-------- Dataset excerpts
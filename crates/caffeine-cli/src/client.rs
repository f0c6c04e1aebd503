//! Async HTTP client for the drink catalog.
//!
//! The catalog is read-only and lives outside this program. Any failure to
//! fetch or decode it is logged and treated as an empty catalog.

use std::time::Duration;

use anyhow::{Context, Result, anyhow};
use caffeine_core::intake::{Category, IntakeEvent};
use reqwest::Client;
use serde::Deserialize;
use tracing::warn;

/// One drink as served by the catalog endpoint.
#[derive(Debug, Deserialize)]
pub struct CatalogEntry {
  #[serde(rename = "Caffeine (mg)")]
  pub caffeine_mg: u32,
  #[serde(rename = "Calories")]
  pub calories:    u32,
  #[serde(rename = "Volume (ml)")]
  pub volume_ml:   String,
  #[serde(rename = "drink")]
  pub name:        String,
  #[serde(rename = "type")]
  pub category:    String,
}

impl From<CatalogEntry> for IntakeEvent {
  fn from(e: CatalogEntry) -> Self {
    IntakeEvent::new(
      e.name,
      Category::parse(&e.category),
      e.caffeine_mg,
      e.calories,
      e.volume_ml,
    )
  }
}

/// Cheap to clone — the inner [`reqwest::Client`] is `Arc`-based.
#[derive(Clone)]
pub struct CatalogClient {
  client: Client,
  url:    String,
}

impl CatalogClient {
  pub fn new(base_url: &str) -> Result<Self> {
    let client = Client::builder()
      .timeout(Duration::from_secs(15))
      .build()
      .context("failed to build HTTP client")?;
    Ok(Self {
      client,
      url: format!("{}/.json", base_url.trim_end_matches('/')),
    })
  }

  /// `GET <base>/.json`
  async fn try_fetch(&self) -> Result<Vec<IntakeEvent>> {
    let resp = self
      .client
      .get(&self.url)
      .send()
      .await
      .with_context(|| format!("GET {} failed", self.url))?;

    if !resp.status().is_success() {
      return Err(anyhow!("GET {} → {}", self.url, resp.status()));
    }
    let entries: Vec<CatalogEntry> =
      resp.json().await.context("deserialising catalog")?;
    Ok(entries.into_iter().map(IntakeEvent::from).collect())
  }

  /// The full catalog, or nothing if it cannot be fetched.
  pub async fn fetch_all(&self) -> Vec<IntakeEvent> {
    match self.try_fetch().await {
      Ok(drinks) => drinks,
      Err(e) => {
        warn!(error = %format!("{e:#}"), "drink catalog unavailable");
        Vec::new()
      }
    }
  }
}

#[cfg(test)]
mod tests {
  use super::*;

  #[test]
  fn catalog_entry_decodes_source_keys() {
    let raw = r#"[
      {"Caffeine (mg)": 185, "Calories": 150, "Volume (ml)": "354.88",
       "drink": "Costa Coffee Latte", "type": "Coffee"},
      {"Caffeine (mg)": 80, "Calories": 110, "Volume (ml)": "250",
       "drink": "Red Bull", "type": "Energy Drinks"}
    ]"#;

    let entries: Vec<CatalogEntry> = serde_json::from_str(raw).unwrap();
    let drinks: Vec<IntakeEvent> = entries.into_iter().map(Into::into).collect();

    assert_eq!(drinks.len(), 2);
    assert_eq!(drinks[0].volume_ml, "354.88");
    assert_eq!(drinks[0].consumed_at, None);
    assert_eq!(drinks[1].category, Category::EnergyDrinks);
  }

  #[test]
  fn url_points_at_json_root() {
    let c = CatalogClient::new("https://example.invalid/").unwrap();
    assert_eq!(c.url, "https://example.invalid/.json");
  }

  #[tokio::test]
  async fn unreachable_catalog_is_empty() {
    let c = CatalogClient::new("http://127.0.0.1:9").unwrap();
    assert!(c.fetch_all().await.is_empty());
  }
}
----------------
• _Instructions to follow_
Transcribe verbatim. Cover the lines from the first line of the entries above to the line containing "use std::time::Duration;", inclusive.

• _Solution to the problem_
filename crates/caffeine-cli/src/client.rs
repository f0c6c04e1aebd503
//! Async HTTP client for the drink catalog.
//!
//! The catalog is read-only and lives outside this program. Any failure to
//! fetch or decode it is logged and treated as an empty catalog.

use std::time::Duration;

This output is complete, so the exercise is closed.